Cette fois-ci, David me regarda pour de bon.
— Je ne pensais pas que tu conduisais.
— Si. Ça ne pose pas de problème d’assurance ?
— Je suis assuré pour toute personne que j’autorise à prendre ma voiture.
— Parfait. La question est réglée.
— Mais tu n’as pas pris le volant récemment, Wendy. Ça n’est pas une voiture facile à conduire. C’est…
— C’est une Ford Anglia, le coupai-je. Nous en avions une à Durban, sauf que la nôtre était d’un modèle plus récent, avec un moteur de 1200 centimètres cubes.
— Je vois. (Il sourit soudain.) Tu as des talents cachés. Je lui rendis son sourire et demandai à Janet quand elle souhaitait partir. J’avais chaud et le souffle légèrement court, ce qui n’était pas dû seulement au gin. C’est comme ça, les femmes. A l’époque, David indisposait beaucoup d’hommes, mais je n’ai jamais rencontré une femme qui ne l’ait lorgné à la dérobée, qui n’ait été contente de recevoir son approbation.
Janet et moi avions six heures de liberté devant nous. La femme de ménage accepta de venir pour la journée entière afin de surveiller M. Treevor et Rosie. Celle-ci aimait bien la femme de ménage, qui lui donnait des bonbons à profusion, ce que Janet désapprouvait sans oser faire la moindre objection.

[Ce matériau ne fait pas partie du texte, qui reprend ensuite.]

use serde::{Deserialize, Serialize};

pub const DEFAULT_PAGE: u64 = 1;
pub const DEFAULT_PAGE_SIZE: u64 = 10;

/// Listing query exactly as the client sent it.
///
/// Values stay as strings so that unparsable input degrades to the defaults
/// instead of rejecting the request.
#[derive(Debug, Clone, Default, PartialEq, Eq, Serialize, Deserialize)]
pub struct PageQuery {
    #[serde(default)]
    pub page: Option<String>,
    #[serde(default)]
    pub size: Option<String>,
    #[serde(default)]
    pub keyword: Option<String>,
}

impl PageQuery {
    pub fn normalize(&self) -> PageRequest {
        let parse = |raw: &Option<String>| {
            raw.as_deref().and_then(|value| value.trim().parse::<i64>().ok())
        };
        PageRequest::new(
            parse(&self.page).unwrap_or(0),
            parse(&self.size).unwrap_or(0),
            self.keyword.clone().unwrap_or_default(),
        )
    }
}

/// A normalized listing request: `page >= 1`, `size >= 1`.
#[derive(Debug, Clone, PartialEq, Eq, Serialize, Deserialize)]
pub struct PageRequest {
    page: u64,
    size: u64,
    keyword: String,
}

impl PageRequest {
    /// Builds a request from untrusted numbers. `page < 1` becomes
    /// [`DEFAULT_PAGE`] and `size < 1` becomes [`DEFAULT_PAGE_SIZE`].
    pub fn new(page: i64, size: i64, keyword: impl Into<String>) -> Self {
        let page = u64::try_from(page)
            .ok()
            .filter(|page| *page >= 1)
            .unwrap_or(DEFAULT_PAGE);
        let size = u64::try_from(size)
            .ok()
            .filter(|size| *size >= 1)
            .unwrap_or(DEFAULT_PAGE_SIZE);
        Self {
            page,
            size,
            keyword: keyword.into(),
        }
    }

    pub fn page(&self) -> u64 {
        self.page
    }

    pub fn size(&self) -> u64 {
        self.size
    }

    pub fn keyword(&self) -> &str {
        &self.keyword
    }

    /// Zero-based offset of the first row on this page.
    pub fn offset(&self) -> u64 {
        (self.page - 1).saturating_mul(self.size)
    }
}

impl Default for PageRequest {
    fn default() -> Self {
        Self::new(DEFAULT_PAGE as i64, DEFAULT_PAGE_SIZE as i64, "")
    }
}

/// One page of a listing plus the unwindowed match count.
#[derive(Debug, Clone, PartialEq, Eq, Serialize, Deserialize)]
pub struct Page<T> {
    pub items: Vec<T>,
    pub page: u64,
    pub size: u64,
    pub total: u64,
}

#[cfg(test)]
mod tests {
    use super::*;

    #[test]
    fn non_positive_values_fall_back_to_defaults() {
        for (page, size) in [(0, 0), (-4, -1), (0, 25), (3, 0)] {
            let request = PageRequest::new(page, size, "");
            assert!(request.page() >= 1);
            assert!(request.size() >= 1);
        }
        let request = PageRequest::new(-1, 0, "");
        assert_eq!((request.page(), request.size()), (1, 10));
    }

    #[test]
    fn offset_is_zero_based() {
        assert_eq!(PageRequest::new(1, 10, "").offset(), 0);
        assert_eq!(PageRequest::new(3, 10, "").offset(), 20);
        assert_eq!(PageRequest::new(i64::MAX, i64::MAX, "").offset(), u64::MAX);
    }

    #[test]
    fn garbage_query_values_are_treated_as_missing() {
        let query = PageQuery {
            page: Some("two".into()),
            size: Some("".into()),
            keyword: Some("ali".into()),
        };
        let request = query.normalize();
        assert_eq!((request.page(), request.size()), (1, 10));
        assert_eq!(request.keyword(), "ali");

        let request = PageQuery {
            page: Some("2".into()),
            size: Some(" 5 ".into()),
            keyword: None,
        }
        .normalize();
        assert_eq!((request.page(), request.size()), (2, 5));
        assert_eq!(request.keyword(), "");
    }
}
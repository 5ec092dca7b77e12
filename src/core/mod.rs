//! Core routing types for show.
//!
//! This module contains the command registry, the alias table, the
//! resolver that picks a child for a typed token, the dispatcher that
//! walks an argument vector, and the executor leaf commands run through.

mod action;
mod alias;
mod config;
mod dispatcher;
mod error;
mod executor;
mod registry;
mod resolver;

pub use action::{Action, Invocation};
pub use alias::AliasTable;
pub use config::{Config, GeneralConfig, LOCAL_CONFIG_FILE};
pub use dispatcher::{
    render_usage_error, Dispatcher, Route, EXIT_FAILURE, EXIT_SUCCESS, EXIT_USAGE, HELP_TOKENS,
};
pub use error::{DispatchError, RegistryError, RegistryResult};
pub use executor::{closed_pipe_exit, ExecutionResult, Executor};
pub use registry::{CommandNode, GroupNode, MatchPolicy, Node, NodeId, Registry};
pub use resolver::{Resolution, Resolver};
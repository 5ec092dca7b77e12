//! Configuration management for show.
//!
//! Handles loading configuration from TOML files.

use std::collections::BTreeMap;
use std::path::{Path, PathBuf};

use serde::{Deserialize, Serialize};

/// Name of the per-directory configuration file.
pub const LOCAL_CONFIG_FILE: &str = ".show.toml";

/// Application configuration.
#[derive(Debug, Clone, Default, PartialEq, Eq, Serialize, Deserialize)]
#[serde(default)]
pub struct Config {
    /// General settings
    pub general: GeneralConfig,

    /// Command aliases (alias name -> canonical command name)
    pub aliases: BTreeMap<String, String>,
}

/// General application settings.
#[derive(Debug, Clone, PartialEq, Eq, Serialize, Deserialize)]
#[serde(default)]
pub struct GeneralConfig {
    /// Shell used to run formatted commands
    pub shell: String,
}

impl Default for GeneralConfig {
    fn default() -> Self {
        Self { shell: "sh".to_string() }
    }
}

impl Config {
    /// Load configuration.
    ///
    /// Looks for config in:
    /// 1. `explicit`, when given (a missing file yields defaults)
    /// 2. `.show.toml` in current directory
    /// 3. `~/.config/sonic-show/config.toml`
    /// 4. Falls back to defaults
    pub fn load(explicit: Option<&Path>) -> anyhow::Result<Self> {
        if let Some(path) = explicit {
            if path.exists() {
                return Self::load_from_file(path);
            }
            tracing::debug!(path = ?path, "Config file not found, using defaults");
            return Ok(Self::default());
        }

        let local_config = PathBuf::from(LOCAL_CONFIG_FILE);
        if local_config.exists() {
            return Self::load_from_file(&local_config);
        }

        if let Some(global_config) = Self::global_config_path() {
            if global_config.exists() {
                return Self::load_from_file(&global_config);
            }
        }

        Ok(Self::default())
    }

    /// Load configuration from a specific file.
    pub fn load_from_file(path: &Path) -> anyhow::Result<Self> {
        let content = std::fs::read_to_string(path)?;
        let config: Self = toml::from_str(&content)?;
        tracing::debug!(path = ?path, aliases = config.aliases.len(), "Loaded config");
        Ok(config)
    }

    /// Get the config directory path.
    pub fn config_dir() -> Option<PathBuf> {
        dirs::config_dir().map(|d| d.join("sonic-show"))
    }

    /// Path of the user-wide configuration file.
    pub fn global_config_path() -> Option<PathBuf> {
        Self::config_dir().map(|d| d.join("config.toml"))
    }
}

La route de Rosington à Cambridge est du genre tracée au cordeau. Les plaines marécageuses du Norfolk ne sont jamais jolies, mais la température était plutôt douce pour le début du mois de mars et le soleil brillait. On avait l’impression que le printemps n’était pas loin, qu’on n’allait plus avoir froid tout le temps et que les problèmes avaient une solution.

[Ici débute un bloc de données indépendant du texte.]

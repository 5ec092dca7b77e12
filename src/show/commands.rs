//! Leaf command definitions.
//!
//! Each function pairs the argument definition of one leaf with the handler
//! that turns parsed arguments into a shell invocation.

use clap::{Arg, ArgAction, ArgMatches, Command};

use super::leaf::Handler;
use crate::core::Executor;

const VERSION_TEMPLATE: &str = "SONiC Software Version: SONiC.{{ build_version }}\n\
                                Distribution: Debian {{ debian_version }}\n\
                                Kernel: {{ kernel_version }}\n\
                                Build commit: {{ commit_id }}\n\
                                Build date: {{ build_date }}\n\
                                Built by: {{ built_by }}";

const PLATFORM_TEMPLATE: &str = "Platform: {{ platform }}\n\
                                 HwSKU: {{ minigraph_hwsku }}\n\
                                 ASIC: {{ asic_type }}";

const DOCKER_IMAGES: &str =
    r#"sudo docker images --format "table {{.Repository}}\t{{.Tag}}\t{{.ID}}\t{{.Size}}""#;

/// A leaf definition: arguments plus handler.
pub type Leaf = (Command, Handler);

fn value<'a>(matches: &'a ArgMatches, id: &str) -> Option<&'a str> {
    matches.get_one::<String>(id).map(String::as_str)
}

/// `base`, or `base <arg>` when the optional positional was given.
fn with_optional(base: &str, arg: Option<&str>) -> String {
    match arg {
        Some(arg) => format!("{base} {arg}"),
        None => base.to_string(),
    }
}

fn fixed(name: &'static str, about: &'static str) -> Command {
    Command::new(name).about(about)
}

fn with_positional(name: &'static str, about: &'static str, positional: &'static str) -> Command {
    Command::new(name).about(about).arg(Arg::new(positional).required(false))
}

// interfaces

pub fn interfaces_summary() -> Leaf {
    (
        with_positional("summary", "Show interface status and information", "interfacename"),
        |m, ex| ex.run(&with_optional("/sbin/ifconfig", value(m, "interfacename"))),
    )
}

pub fn interfaces_counters() -> Leaf {
    let cli = Command::new("counters")
        .about("Show interface counters")
        .arg(Arg::new("period").short('p').long("period"))
        .arg(Arg::new("printall").short('a').long("printall").action(ArgAction::SetTrue))
        .arg(Arg::new("clear").short('c').long("clear").action(ArgAction::SetTrue));
    (cli, |m, ex| ex.run(&counters_command(m)))
}

fn counters_command(matches: &ArgMatches) -> String {
    let mut cmd = String::from("portstat");
    if matches.get_flag("clear") {
        cmd.push_str(" -c");
    } else {
        if matches.get_flag("printall") {
            cmd.push_str(" -a");
        }
        if let Some(period) = value(matches, "period") {
            cmd.push_str(&format!(" -p {period}"));
        }
    }
    cmd
}

pub fn interfaces_portchannel() -> Leaf {
    (fixed("portchannel", "Show PortChannel information"), |_, ex| ex.run("teamshow"))
}

pub fn interfaces_sfp() -> Leaf {
    (with_positional("sfp", "Show SFP Transceiver information", "interfacename"), |m, ex| {
        let mut cmd = String::from("sudo sfputil show eeprom");
        if let Some(name) = value(m, "interfacename") {
            cmd.push_str(&format!(" -p {name}"));
        }
        ex.run(&cmd)
    })
}

// lldp

pub fn lldp_neighbors() -> Leaf {
    (with_positional("neighbors", "Show LLDP neighbors", "interfacename"), |m, ex| {
        ex.run(&with_optional("sudo lldpctl", value(m, "interfacename")))
    })
}

pub fn lldp_table() -> Leaf {
    (fixed("table", "Show LLDP neighbors in tabular format"), |_, ex| ex.run("sudo lldpshow"))
}

// bgp

pub fn bgp_neighbor() -> Leaf {
    (with_positional("neighbor", "Show BGP neighbors", "ipaddress"), |m, ex| match value(m, "ipaddress") {
        Some(ip) => ex.run(&format!("sudo vtysh -c \"show ip bgp neighbor {ip}\"")),
        None => ex.run("sudo vtysh -c \"show ip bgp neighbor\""),
    })
}

pub fn bgp_summary() -> Leaf {
    (fixed("summary", "Show summarized information of BGP state"), |_, ex| {
        ex.run("sudo vtysh -c \"show ip bgp summary\"")
    })
}

// platform

pub fn platform_summary() -> Leaf {
    (fixed("summary", "Show hardware platform information"), |_, ex| {
        ex.run_with_template("cli_platform_", PLATFORM_TEMPLATE, |path| {
            format!(
                "sonic-cfggen -m /etc/sonic/minigraph.xml -y /etc/sonic/sonic_version.yml -t {}",
                path.display()
            )
        })
    })
}

pub fn platform_syseeprom() -> Leaf {
    (fixed("syseeprom", "Show system EEPROM information"), |_, ex| ex.run("sudo decode-syseeprom"))
}

// top-level leaves

pub fn logging() -> Leaf {
    let cli = Command::new("logging")
        .about("Show system log")
        .arg(Arg::new("process").required(false))
        .arg(Arg::new("lines").short('l').long("lines"))
        .arg(Arg::new("follow").short('f').long("follow").action(ArgAction::SetTrue));
    (cli, |m, ex| ex.run(&logging_command(m)))
}

fn logging_command(matches: &ArgMatches) -> String {
    if matches.get_flag("follow") {
        return "sudo tail -f /var/log/syslog".to_string();
    }

    let mut cmd = String::from("sudo cat /var/log/syslog");
    if let Some(process) = value(matches, "process") {
        cmd.push_str(&format!(" | grep '{process}'"));
    }
    if let Some(lines) = value(matches, "lines") {
        cmd.push_str(&format!(" | tail -{lines}"));
    }
    cmd
}

pub fn version() -> Leaf {
    (fixed("version", "Show version information"), show_version)
}

fn show_version(_: &ArgMatches, executor: &Executor) -> anyhow::Result<i32> {
    let code = executor.run_with_template("cli_version_", VERSION_TEMPLATE, |path| {
        format!("sonic-cfggen -y /etc/sonic/sonic_version.yml -t {}", path.display())
    })?;

    if let Some(closed) = executor.print_line("Docker images:")? {
        return Ok(closed);
    }
    let docker = executor.run_quiet(DOCKER_IMAGES)?;

    Ok(if code == 0 { docker } else { code })
}

pub fn environment() -> Leaf {
    (fixed("environment", "Show environmentals (voltages, fans, temps)"), |_, ex| ex.run("sudo sensors"))
}

pub fn processes_cpu() -> Leaf {
    // Batch mode keeps top from redrawing the screen.
    (fixed("cpu", "Show processes CPU info"), |_, ex| ex.run("top -bn 1"))
}

pub fn users() -> Leaf {
    (fixed("users", "Show users"), |_, ex| ex.run("who"))
}

pub fn techsupport() -> Leaf {
    (fixed("techsupport", "Gather information for troubleshooting"), |_, ex| {
        ex.run("sudo generate_dump -v")
    })
}

// runningconfiguration / startupconfiguration

pub fn running_bgp() -> Leaf {
    (fixed("bgp", "Show BGP running configuration"), |_, ex| {
        ex.run("sudo vtysh -c \"show running-config\"")
    })
}

pub fn running_interfaces() -> Leaf {
    (with_positional("interfaces", "Show interfaces running configuration", "interfacename"), |m, ex| {
        match value(m, "interfacename") {
            Some(name) => ex.run(&format!("cat /etc/network/interfaces | grep {name} -A 4")),
            None => ex.run("cat /etc/network/interfaces"),
        }
    })
}

pub fn running_snmp() -> Leaf {
    (fixed("snmp", "Show SNMP running configuration"), |_, ex| {
        ex.run("sudo docker exec -it snmp cat /etc/snmp/snmpd.conf")
    })
}

pub fn running_ntp() -> Leaf {
    (fixed("ntp", "Show NTP running configuration"), |_, ex| ex.run("cat /etc/ntp.conf"))
}

pub fn startup_bgp() -> Leaf {
    (fixed("bgp", "Show BGP startup configuration"), |_, ex| {
        ex.run("sudo docker exec -it bgp cat /etc/quagga/bgpd.conf")
    })
}

// shared with `ip`

pub fn arp() -> Leaf {
    (with_positional("arp", "Show IP ARP table", "ipaddress"), |m, ex| {
        ex.run(&with_optional("/usr/sbin/arp -n", value(m, "ipaddress")))
    })
}

pub fn route() -> Leaf {
    (with_positional("route", "Show ip routing table", "ipaddress"), |m, ex| match value(m, "ipaddress") {
        Some(ip) => ex.run(&format!("sudo vtysh -c \"show ip route {ip}\"")),
        None => ex.run("sudo vtysh -c \"show ip route\""),
    })
}

pub fn ntp() -> Leaf {
    (fixed("ntp", "Show NTP information"), |_, ex| ex.run("ntpq -p"))
}

pub fn uptime() -> Leaf {
    (fixed("uptime", "Show system uptime"), |_, ex| ex.run("uptime -p"))
}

L’appartement de M. Treevor était au premier étage d’une petite maison victorienne en mitoyenneté dans une impasse adjacente à Mill Road, près de la gare. Je ne savais pas trop à quoi m’attendre, mais pas à cela en tout cas. La propriétaire, la veuve d’un appariteur de l’université, se réservait le rez-de-chaussée. M. Treevor, la veuve et son fils se partageaient la cuisine, qui se trouvait à l’arrière de la maison, ainsi que la salle de bains, elle-même derrière la cuisine, sans doute rajoutée après coup.
La propriétaire était sortie. Janet ouvrit avec la clé de son père et nous montâmes à l’étage. Mon expression devait trahir mes sentiments.

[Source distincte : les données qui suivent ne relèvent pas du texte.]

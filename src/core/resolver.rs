//! Name resolution within a single group.
//!
//! A typed token is matched against a group's children in strict order:
//!
//! 1. exact (case-sensitive) child name
//! 2. alias whose canonical name is an exact child name
//! 3. unique case-insensitive prefix of a child name
//! 4. the group's default child, which receives the token as its first argument
//!
//! Steps 2 and 3 only apply to groups with [`MatchPolicy::Aliased`].

use super::alias::AliasTable;
use super::registry::{MatchPolicy, NodeId, Registry};

/// Outcome of resolving one token.
#[derive(Debug, Clone, PartialEq, Eq)]
pub enum Resolution {
    /// The token names this child.
    Found(NodeId),

    /// Nothing matched; the default child takes the token as an argument.
    FoundDefault { node: NodeId, implicit_arg: String },

    /// The token abbreviates several children (sorted).
    TooManyMatches(Vec<String>),

    /// Nothing matched and there is no default child.
    NotFound,
}

/// Resolves tokens against an immutable registry and alias table.
#[derive(Debug, Clone, Copy)]
pub struct Resolver<'a> {
    registry: &'a Registry,
    aliases: &'a AliasTable,
}

impl<'a> Resolver<'a> {
    /// Create a resolver.
    pub fn new(registry: &'a Registry, aliases: &'a AliasTable) -> Self {
        Self { registry, aliases }
    }

    /// The registry being resolved against.
    pub fn registry(&self) -> &'a Registry {
        self.registry
    }

    /// Resolve `token` among the children of `group`.
    ///
    /// Unknown ids and command nodes have no children and resolve to
    /// [`Resolution::NotFound`].
    pub fn resolve(&self, group: NodeId, token: &str) -> Resolution {
        let Ok(node) = self.registry.group(group) else {
            return Resolution::NotFound;
        };

        if let Some(child) = node.child(token) {
            tracing::debug!(group = %node.name, token, "Resolved exact command");
            return Resolution::Found(child);
        }

        if node.policy() == MatchPolicy::Aliased {
            if let Some(canonical) = self.aliases.lookup(token) {
                if let Some(child) = node.child(canonical) {
                    tracing::debug!(group = %node.name, token, canonical, "Resolved alias");
                    return Resolution::Found(child);
                }
                tracing::debug!(
                    group = %node.name,
                    token,
                    canonical,
                    "Alias target is not a command here, falling through"
                );
            }

            let needle = token.to_lowercase();
            let matches: Vec<(&str, NodeId)> = node
                .children()
                .iter()
                .filter(|(name, _)| name.to_lowercase().starts_with(&needle))
                .map(|(name, id)| (name.as_str(), *id))
                .collect();

            match matches.as_slice() {
                [] => {}
                [(name, id)] => {
                    tracing::debug!(group = %node.name, token, command = *name, "Resolved abbreviation");
                    return Resolution::Found(*id);
                }
                _ => {
                    let mut names: Vec<String> =
                        matches.iter().map(|(name, _)| (*name).to_string()).collect();
                    names.sort();
                    tracing::debug!(group = %node.name, token, ?names, "Ambiguous abbreviation");
                    return Resolution::TooManyMatches(names);
                }
            }
        }

        match node.default_child() {
            Some(default) => {
                tracing::debug!(group = %node.name, token, "Falling back to default command");
                Resolution::FoundDefault { node: default, implicit_arg: token.to_string() }
            }
            None => Resolution::NotFound,
        }
    }
}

— C’est un peu miteux, dit-elle.
— Aucune importance.
— Tu ne pensais pas qu’il habitait dans un endroit pareil, je suppose ? Il tenait à rester à Cambridge et il n’a pas pu s’offrir mieux à la mort de maman.
Janet me précéda sur le palier jusqu’à la chambre de devant, qui était meublée comme un salon. Elle sentait le tabac, la nourriture pas fraîche et l’odeur de quelqu’un qui ne se lave pas souvent.
— Elle lui prépare son petit déjeuner et son dîner, expliqua Janet, parlant de la propriétaire. Elle est aussi censée faire son ménage et envoyer son linge au nettoyage. (Elle ouvrit l’une des fenêtres à guillotine et de l’air frais et froid entra dans la pièce.) Je n’ai pas l’impression qu’elle fasse grand-chose, en fait. C’est une des raisons pour lesquelles je ne l’ai pas avertie de notre venue.
— J’imagine qu’il n’a pas pu trouver mieux.
— Quand on n’a pas le sou, on n’a pas le choix. (Elle se retourna pour me faire face.) Quand j’étais petite, nous étions à l’aise. Ma mère avait sans arrêt du travail et elle était compétente. On se l’arrachait. Et mon père avait un peu d’argent de son côté. Pas beaucoup, quelque chose comme une centaine de livres par an, je pense. Ils n’avaient pas de pensions ni rien de ce genre. Je crois que leur train de vie correspondait à leurs revenus.
— Ne t’en fais pas, je comprends tout à fait, dis-je, un peu gênée, parce que j’étais anglaise et qu’à l’époque les Anglais détestaient parler d’argent, surtout avec des amis.
Janet était plus courageuse que moi, elle l’a toujours été.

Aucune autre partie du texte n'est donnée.